The site's location is central to the county's case for the conversion. An ambulance station in the hospital district would cut travel time on downtown runs, give dispatchers a centrally positioned unit during surge periods, and establish a base for mutual aid coordination with neighboring municipalities. Without a station in the urban core, EMS crews responding to incidents near Mission Hospital must travel from outlying positions, a coverage gap county planners identified through repeated facility assessments.

Buncombe County's 911 medical call volume has grown sharply over recent years, stretching ambulance coverage and pushing response times in some areas. Rather than purchase land and construct a new facility, county planners flagged 40 McCormick Place as the faster and lower-cost path forward. The county already owns the building, and the FY23 facility assessment earmarked funding for design and construction at the site.
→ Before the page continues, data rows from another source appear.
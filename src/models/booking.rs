//! Booking request/response types for the picker endpoints

use chrono::{NaiveDate, NaiveDateTime, NaiveTime};
use serde::{Deserialize, Serialize};
use utoipa::{IntoParams, ToSchema};
use validator::Validate;

use crate::booking::Window;

/// Validate a tentative booking window before checkout
#[derive(Debug, Deserialize, Validate, ToSchema)]
pub struct ValidateBookingRequest {
    /// Proposed start (location-local)
    pub start: NaiveDateTime,
    /// Proposed end (location-local)
    pub end: NaiveDateTime,
    /// Number of seats requested
    #[validate(range(min = 1, max = 50, message = "seats must be between 1 and 50"))]
    pub seats: u16,
}

/// Accepted booking window, quantized and ready for checkout handoff
#[derive(Debug, Serialize, ToSchema)]
pub struct BookingAccepted {
    /// Accepted start, snapped to the 15-minute grid
    pub start: NaiveDateTime,
    /// Accepted end, snapped to the 15-minute grid
    pub end: NaiveDateTime,
    /// Whether the window spans two calendar dates
    pub overnight: bool,
    /// Booking-creation page URL carrying the accepted window and
    /// headcount as query parameters
    pub checkout_url: String,
}

impl BookingAccepted {
    pub fn new(window: Window, seats: u16, checkout_base: &str) -> Self {
        let checkout_url = format!(
            "{}?start={}&end={}&seats={}",
            checkout_base,
            window.start.format("%Y-%m-%dT%H:%M:%S"),
            window.end.format("%Y-%m-%dT%H:%M:%S"),
            seats,
        );
        Self {
            start: window.start,
            end: window.end,
            overnight: window.is_overnight(),
            checkout_url,
        }
    }
}

/// Extend a confirmed booking: `start` is fixed, only `new_end` moves
#[derive(Debug, Deserialize, Validate, ToSchema)]
pub struct ExtendBookingRequest {
    /// Original booking start (immutable)
    pub start: NaiveDateTime,
    /// Requested new end
    pub new_end: NaiveDateTime,
    #[validate(range(min = 1, max = 50, message = "seats must be between 1 and 50"))]
    pub seats: u16,
}

/// Query parameters for derived start times
#[derive(Debug, Deserialize, IntoParams, ToSchema)]
pub struct StartTimeQuery {
    /// Picked calendar date (YYYY-MM-DD)
    pub date: NaiveDate,
}

/// Query parameters for derived end times
#[derive(Debug, Deserialize, IntoParams, ToSchema)]
pub struct EndTimeQuery {
    /// Picked calendar date (YYYY-MM-DD)
    pub date: NaiveDate,
    /// Already-chosen start
    pub start: NaiveDateTime,
}

/// Derived concrete time for a date-only pick
#[derive(Debug, Serialize, ToSchema)]
pub struct DerivedTime {
    pub time: NaiveDateTime,
}

/// Query parameters for slot enumeration
#[derive(Debug, Deserialize, IntoParams, ToSchema)]
pub struct SlotQuery {
    /// Date to enumerate (YYYY-MM-DD)
    pub date: NaiveDate,
    /// When set, enumerate end candidates for this start
    pub start: Option<NaiveDateTime>,
}

/// Pickable slots of one date
#[derive(Debug, Serialize, ToSchema)]
pub struct SlotsResponse {
    pub date: NaiveDate,
    /// Remaining 15-minute boundaries, ascending
    pub slots: Vec<NaiveTime>,
}

/// Query parameters for excluded-date enumeration
#[derive(Debug, Deserialize, IntoParams, ToSchema)]
pub struct ExcludedDatesQuery {
    /// Range start (YYYY-MM-DD, inclusive)
    pub from: NaiveDate,
    /// Range end (YYYY-MM-DD, inclusive)
    pub to: NaiveDate,
}

/// Dates the picker should grey out entirely
#[derive(Debug, Serialize, ToSchema)]
pub struct ExcludedDatesResponse {
    pub dates: Vec<NaiveDate>,
}
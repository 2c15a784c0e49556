//! API integration tests
//!
//! Run against a live server with seeded configuration:
//! cargo test -- --ignored

use reqwest::Client;
use serde_json::{json, Value};

const BASE_URL: &str = "http://localhost:8080/api/v1";
const LOCATION: &str = "shibuya";

/// Seed a full week of 09:00-18:00 hours for the test location
async fn seed_hours(client: &Client) {
    for day in 0..7 {
        let response = client
            .post(format!("{}/locations/{}/hours", BASE_URL, LOCATION))
            .json(&json!({
                "day_of_week": day,
                "open_time": "09:00",
                "close_time": "18:00"
            }))
            .send()
            .await
            .expect("Failed to seed hours");
        assert_eq!(response.status(), 201);
    }
}

#[tokio::test]
#[ignore]
async fn test_health_check() {
    let client = Client::new();

    let response = client
        .get(format!("{}/health", BASE_URL))
        .send()
        .await
        .expect("Failed to send request");

    assert!(response.status().is_success());

    let body: Value = response.json().await.expect("Failed to parse response");
    assert_eq!(body["status"], "healthy");
}

#[tokio::test]
#[ignore]
async fn test_hours_roundtrip() {
    let client = Client::new();

    let response = client
        .post(format!("{}/locations/{}/hours", BASE_URL, LOCATION))
        .json(&json!({
            "day_of_week": 0,
            "open_time": "09:00",
            "close_time": "18:00"
        }))
        .send()
        .await
        .expect("Failed to send request");

    assert_eq!(response.status(), 201);

    let body: Value = response.json().await.expect("Failed to parse response");
    let id = body["id"].as_i64().expect("No hours row ID");

    let response = client
        .get(format!("{}/locations/{}/hours", BASE_URL, LOCATION))
        .send()
        .await
        .expect("Failed to send request");

    assert!(response.status().is_success());
    let body: Value = response.json().await.expect("Failed to parse response");
    assert!(body.as_array().unwrap().iter().any(|r| r["id"] == id));
}

#[tokio::test]
#[ignore]
async fn test_invalid_hours_rejected() {
    let client = Client::new();

    let response = client
        .post(format!("{}/locations/{}/hours", BASE_URL, LOCATION))
        .json(&json!({
            "day_of_week": 0,
            "open_time": "18:00",
            "close_time": "09:00"
        }))
        .send()
        .await
        .expect("Failed to send request");

    assert_eq!(response.status(), 400);
}

#[tokio::test]
#[ignore]
async fn test_validate_accepts_inside_hours() {
    let client = Client::new();
    seed_hours(&client).await;

    let response = client
        .post(format!("{}/locations/{}/booking/validate", BASE_URL, LOCATION))
        .json(&json!({
            "start": "2030-06-03T10:00:00",
            "end": "2030-06-03T11:00:00",
            "seats": 2
        }))
        .send()
        .await
        .expect("Failed to send request");

    assert!(response.status().is_success());

    let body: Value = response.json().await.expect("Failed to parse response");
    assert_eq!(body["start"], "2030-06-03T10:00:00");
    assert_eq!(body["end"], "2030-06-03T11:00:00");
    assert_eq!(body["overnight"], false);
    assert!(body["checkout_url"]
        .as_str()
        .unwrap()
        .contains("seats=2"));
}

#[tokio::test]
#[ignore]
async fn test_validate_rejects_short_window() {
    let client = Client::new();
    seed_hours(&client).await;

    let response = client
        .post(format!("{}/locations/{}/booking/validate", BASE_URL, LOCATION))
        .json(&json!({
            "start": "2030-06-03T10:00:00",
            "end": "2030-06-03T10:30:00",
            "seats": 1
        }))
        .send()
        .await
        .expect("Failed to send request");

    assert_eq!(response.status(), 422);

    let body: Value = response.json().await.expect("Failed to parse response");
    assert_eq!(body["message"], "Minimum booking duration is 1 hour");
}

#[tokio::test]
#[ignore]
async fn test_validate_rejects_bad_seat_count() {
    let client = Client::new();
    seed_hours(&client).await;

    let response = client
        .post(format!("{}/locations/{}/booking/validate", BASE_URL, LOCATION))
        .json(&json!({
            "start": "2030-06-03T10:00:00",
            "end": "2030-06-03T11:00:00",
            "seats": 0
        }))
        .send()
        .await
        .expect("Failed to send request");

    assert_eq!(response.status(), 400);
}

#[tokio::test]
#[ignore]
async fn test_closure_blocks_booking() {
    let client = Client::new();
    seed_hours(&client).await;

    let response = client
        .post(format!("{}/locations/{}/closures", BASE_URL, LOCATION))
        .json(&json!({
            "start_at": "2030-07-01T10:00:00",
            "end_at": "2030-07-01T14:00:00",
            "reason": "maintenance"
        }))
        .send()
        .await
        .expect("Failed to create closure");

    assert_eq!(response.status(), 201);
    let closure: Value = response.json().await.expect("Failed to parse response");

    let response = client
        .post(format!("{}/locations/{}/booking/validate", BASE_URL, LOCATION))
        .json(&json!({
            "start": "2030-07-01T09:00:00",
            "end": "2030-07-01T11:00:00",
            "seats": 1
        }))
        .send()
        .await
        .expect("Failed to send request");

    assert_eq!(response.status(), 422);

    // Cleanup
    let _ = client
        .delete(format!("{}/closures/{}", BASE_URL, closure["id"]))
        .send()
        .await;
}

#[tokio::test]
#[ignore]
async fn test_slots_for_future_date() {
    let client = Client::new();
    seed_hours(&client).await;

    let response = client
        .get(format!(
            "{}/locations/{}/booking/slots?date=2030-06-03",
            BASE_URL, LOCATION
        ))
        .send()
        .await
        .expect("Failed to send request");

    assert!(response.status().is_success());

    let body: Value = response.json().await.expect("Failed to parse response");
    let slots = body["slots"].as_array().unwrap();
    // 09:00 through 18:00 inclusive on a 15-minute grid
    assert_eq!(slots.len(), 37);
    assert_eq!(slots[0], "09:00:00");
    assert_eq!(slots[36], "18:00:00");
}

#[tokio::test]
#[ignore]
async fn test_start_time_for_future_date() {
    let client = Client::new();
    seed_hours(&client).await;

    let response = client
        .get(format!(
            "{}/locations/{}/booking/start-time?date=2030-06-03",
            BASE_URL, LOCATION
        ))
        .send()
        .await
        .expect("Failed to send request");

    assert!(response.status().is_success());

    let body: Value = response.json().await.expect("Failed to parse response");
    assert_eq!(body["time"], "2030-06-03T09:00:00");
}

#[tokio::test]
#[ignore]
async fn test_excluded_dates_empty_without_closures() {
    let client = Client::new();
    seed_hours(&client).await;

    let response = client
        .get(format!(
            "{}/locations/{}/booking/excluded-dates?from=2031-01-01&to=2031-01-31",
            BASE_URL, LOCATION
        ))
        .send()
        .await
        .expect("Failed to send request");

    assert!(response.status().is_success());

    let body: Value = response.json().await.expect("Failed to parse response");
    assert_eq!(body["dates"].as_array().unwrap().len(), 0);
}
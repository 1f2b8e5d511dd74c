//! Linediff Core - line-oriented text comparison
//!
//! This library splits two texts into lines, aligns them and classifies
//! every line as added, removed or unchanged. The default alignment is a
//! greedy nearest-match heuristic; a minimal (Myers) alignment is available
//! as an alternative.

pub mod diff;
pub mod line;
pub mod rows;
pub mod store;

pub use diff::{
    compute_diff, normalize_line, split_lines, Algorithm, DiffEngine, DiffError, DiffOptions,
    DiffResult, DiffStats, FileDiff,
};
pub use line::{LineKind, LineRecord};
pub use rows::DiffRow;
pub use store::{DiffSettings, KeyValueStore, MemoryStore, Preferences, StoreError};
//! Terminal lifecycle and event loop

use crate::app::App;
use crate::views;
use anyhow::{Context, Result};
use crossterm::event::{self, Event};
use ratatui::DefaultTerminal;
use tracing::debug;

/// Run the interactive view until the user quits, returning the final state
pub fn run(mut app: App) -> Result<App> {
    let mut terminal = ratatui::try_init().context("failed to initialize terminal")?;
    let result = event_loop(&mut terminal, &mut app);
    ratatui::restore();
    result?;
    debug!(settings = ?app.settings, "interactive session ended");
    Ok(app)
}

fn event_loop(terminal: &mut DefaultTerminal, app: &mut App) -> Result<()> {
    while !app.should_quit {
        terminal.draw(|frame| views::render(frame, app))?;
        if let Event::Key(key) = event::read()? {
            app.handle_key(key);
        }
    }
    Ok(())
}
//! Configuration file support
//!
//! Settings are read from `$CONFIG_DIR/linediff/config.toml`. Every key is
//! optional; a missing file means defaults.

use anyhow::{Context, Result};
use linediff_core::{Algorithm, DiffOptions, DiffSettings};
use ratatui::style::Color;
use serde::{Deserialize, Serialize};
use std::path::{Path, PathBuf};
use std::str::FromStr;
use tracing::debug;

/// How results are printed outside the TUI
#[derive(Debug, Clone, Copy, PartialEq, Eq, Default, Serialize, Deserialize, clap::ValueEnum)]
#[serde(rename_all = "kebab-case")]
pub enum OutputFormat {
    #[default]
    SideBySide,
    Unified,
    Stats,
    Json,
}

/// When to emit ANSI colors
#[derive(Debug, Clone, Copy, PartialEq, Eq, Default, Serialize, Deserialize, clap::ValueEnum)]
#[serde(rename_all = "kebab-case")]
pub enum ColorMode {
    #[default]
    Auto,
    Always,
    Never,
}

#[derive(Debug, Clone, Default, PartialEq, Serialize, Deserialize)]
#[serde(default)]
pub struct Config {
    pub diff: DiffConfig,
    pub display: DisplayConfig,
    pub theme: ThemeConfig,
}

#[derive(Debug, Clone, Default, PartialEq, Serialize, Deserialize)]
#[serde(default)]
pub struct DiffConfig {
    pub ignore_case: bool,
    pub ignore_whitespace: bool,
    pub algorithm: Algorithm,
}

impl DiffConfig {
    pub fn settings(&self) -> DiffSettings {
        DiffSettings {
            options: DiffOptions {
                ignore_case: self.ignore_case,
                ignore_whitespace: self.ignore_whitespace,
            },
            algorithm: self.algorithm,
        }
    }
}

#[derive(Debug, Clone, PartialEq, Serialize, Deserialize)]
#[serde(default)]
pub struct DisplayConfig {
    pub format: OutputFormat,
    pub color: ColorMode,
    /// Total output width for side-by-side; terminal width when unset
    pub width: Option<usize>,
    pub line_numbers: bool,
    pub tab_width: usize,
}

impl Default for DisplayConfig {
    fn default() -> Self {
        Self {
            format: OutputFormat::default(),
            color: ColorMode::default(),
            width: None,
            line_numbers: true,
            tab_width: 4,
        }
    }
}

/// Colors for the TUI, as names (`"green"`) or hex (`"#1e3a28"`)
#[derive(Debug, Clone, PartialEq, Serialize, Deserialize)]
#[serde(default)]
pub struct ThemeConfig {
    pub added_fg: String,
    pub added_bg: String,
    pub removed_fg: String,
    pub removed_bg: String,
    pub context_fg: String,
    pub gutter_fg: String,
    pub border_focused: String,
}

impl Default for ThemeConfig {
    fn default() -> Self {
        Self {
            added_fg: "green".into(),
            added_bg: "#12301c".into(),
            removed_fg: "red".into(),
            removed_bg: "#3a1616".into(),
            context_fg: "gray".into(),
            gutter_fg: "darkgray".into(),
            border_focused: "cyan".into(),
        }
    }
}

/// Resolved TUI colors
#[derive(Debug, Clone, Copy, PartialEq, Eq)]
pub struct Theme {
    pub added_fg: Color,
    pub added_bg: Color,
    pub removed_fg: Color,
    pub removed_bg: Color,
    pub context_fg: Color,
    pub gutter_fg: Color,
    pub border_focused: Color,
}

impl ThemeConfig {
    pub fn resolve(&self) -> Result<Theme> {
        let parse = |name: &str, value: &str| {
            Color::from_str(value)
                .map_err(|_| anyhow::anyhow!("invalid color for theme.{}: '{}'", name, value))
        };
        Ok(Theme {
            added_fg: parse("added_fg", &self.added_fg)?,
            added_bg: parse("added_bg", &self.added_bg)?,
            removed_fg: parse("removed_fg", &self.removed_fg)?,
            removed_bg: parse("removed_bg", &self.removed_bg)?,
            context_fg: parse("context_fg", &self.context_fg)?,
            gutter_fg: parse("gutter_fg", &self.gutter_fg)?,
            border_focused: parse("border_focused", &self.border_focused)?,
        })
    }
}

impl Config {
    /// Default config file location
    pub fn default_path() -> Option<PathBuf> {
        dirs::config_dir().map(|dir| dir.join("linediff").join("config.toml"))
    }

    /// Load from `path`, or from the default location when `None`
    pub fn load(path: Option<&Path>) -> Result<Self> {
        let path = match path {
            Some(p) => p.to_path_buf(),
            None => match Self::default_path() {
                Some(p) if p.exists() => p,
                _ => {
                    debug!("no config file, using defaults");
                    return Ok(Self::default());
                }
            },
        };

        let content = std::fs::read_to_string(&path)
            .with_context(|| format!("failed to read config {}", path.display()))?;
        let config = Self::parse(&content)
            .with_context(|| format!("failed to parse config {}", path.display()))?;
        debug!(path = %path.display(), "loaded config");
        Ok(config)
    }

    pub fn parse(content: &str) -> Result<Self> {
        let mut config: Config = toml::from_str(content)?;
        config.theme.resolve()?;
        config.display.tab_width = config.display.tab_width.max(1);
        Ok(config)
    }
}
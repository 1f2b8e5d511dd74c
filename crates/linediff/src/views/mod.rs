//! View rendering modules

mod side_by_side;
mod status_bar;

use crate::app::App;
use crate::config::Theme;
use linediff_core::LineKind;
use ratatui::{
    layout::{Alignment, Constraint, Layout, Rect},
    style::{Modifier, Style},
    widgets::Paragraph,
    Frame,
};

pub use side_by_side::render_side_by_side;
pub use status_bar::render_status_bar;

/// Draw the whole screen: editors on top, diff below, status at the bottom
pub fn render(frame: &mut Frame, app: &mut App) {
    let [editors, diff, status] = Layout::vertical([
        Constraint::Percentage(40),
        Constraint::Min(3),
        Constraint::Length(1),
    ])
    .areas(frame.area());
    let [left, right] =
        Layout::horizontal([Constraint::Percentage(50), Constraint::Percentage(50)])
            .areas(editors);

    frame.render_widget(&app.left, left);
    frame.render_widget(&app.right, right);
    render_side_by_side(frame, diff, app);
    render_status_bar(frame, status, app);
}

/// Style for a line of the given kind
pub(crate) fn kind_style(kind: LineKind, theme: &Theme) -> Style {
    match kind {
        LineKind::Added => Style::default().fg(theme.added_fg).bg(theme.added_bg),
        LineKind::Removed => Style::default().fg(theme.removed_fg).bg(theme.removed_bg),
        LineKind::Unchanged => Style::default().fg(theme.context_fg),
    }
}

pub(crate) fn render_empty_state(frame: &mut Frame, area: Rect, theme: &Theme) {
    if area.height == 0 {
        return;
    }
    let [_, middle, _] = Layout::vertical([
        Constraint::Fill(1),
        Constraint::Length(1),
        Constraint::Fill(1),
    ])
    .areas(area);
    let hint = Paragraph::new("Type or paste text into both editors")
        .style(
            Style::default()
                .fg(theme.gutter_fg)
                .add_modifier(Modifier::ITALIC),
        )
        .alignment(Alignment::Center);
    frame.render_widget(hint, middle);
}
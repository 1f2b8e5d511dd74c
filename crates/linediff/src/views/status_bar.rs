use crate::app::App;
use ratatui::{
    layout::Rect,
    style::{Modifier, Style},
    text::{Line, Span},
    widgets::Paragraph,
    Frame,
};

pub fn render_status_bar(frame: &mut Frame, area: Rect, app: &App) {
    frame.render_widget(Paragraph::new(status_line(app)), area);
}

fn status_line(app: &App) -> Line<'static> {
    let stats = app.diff.stats;
    let theme = &app.theme;
    let muted = Style::default().fg(theme.gutter_fg);
    let toggle = |on: bool| {
        if on {
            Style::default().add_modifier(Modifier::BOLD)
        } else {
            muted
        }
    };
    let options = app.settings.options;

    Line::from(vec![
        Span::raw(format!(" total {} ", stats.total)),
        Span::styled(format!("+{} ", stats.added), Style::default().fg(theme.added_fg)),
        Span::styled(
            format!("-{} ", stats.removed),
            Style::default().fg(theme.removed_fg),
        ),
        Span::styled(format!("={}", stats.unchanged), muted),
        Span::styled(" │ ", muted),
        Span::styled(
            format!("F2 case:{}", on_off(options.ignore_case)),
            toggle(options.ignore_case),
        ),
        Span::raw("  "),
        Span::styled(
            format!("F3 space:{}", on_off(options.ignore_whitespace)),
            toggle(options.ignore_whitespace),
        ),
        Span::raw("  "),
        Span::raw(format!("F4 {}", app.settings.algorithm)),
        Span::styled(" │ Tab switch  ^S swap  ^L clear  Esc quit", muted),
    ])
}

fn on_off(value: bool) -> &'static str {
    if value {
        "ignore"
    } else {
        "exact"
    }
}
Procurement postings that followed sought architectural and engineering design services for the adaptive reuse, meaning the project moved through multiple budget cycles before advancing to this stage.

Renovation costs, a construction timeline, and a staffing plan have not been publicly detailed. Those specifics, along with any target response time benchmarks and call volume projections the county intends to meet, are expected to emerge through formal design work and subsequent commission hearings required under county procurement rules. How the county will track and report performance outcomes publicly remains an open question heading into that process.

The conversion will also require engineering solutions for traffic circulation near the hospital campus, ambulance ingress and egress logistics, and on-site accommodations for on-duty crews.

Buncombe County's longer-range emergency services strategy, covering additional station siting, equipment upgrades, and staff recruitment, is expected to come before commissioners in public budget hearings in the months ahead.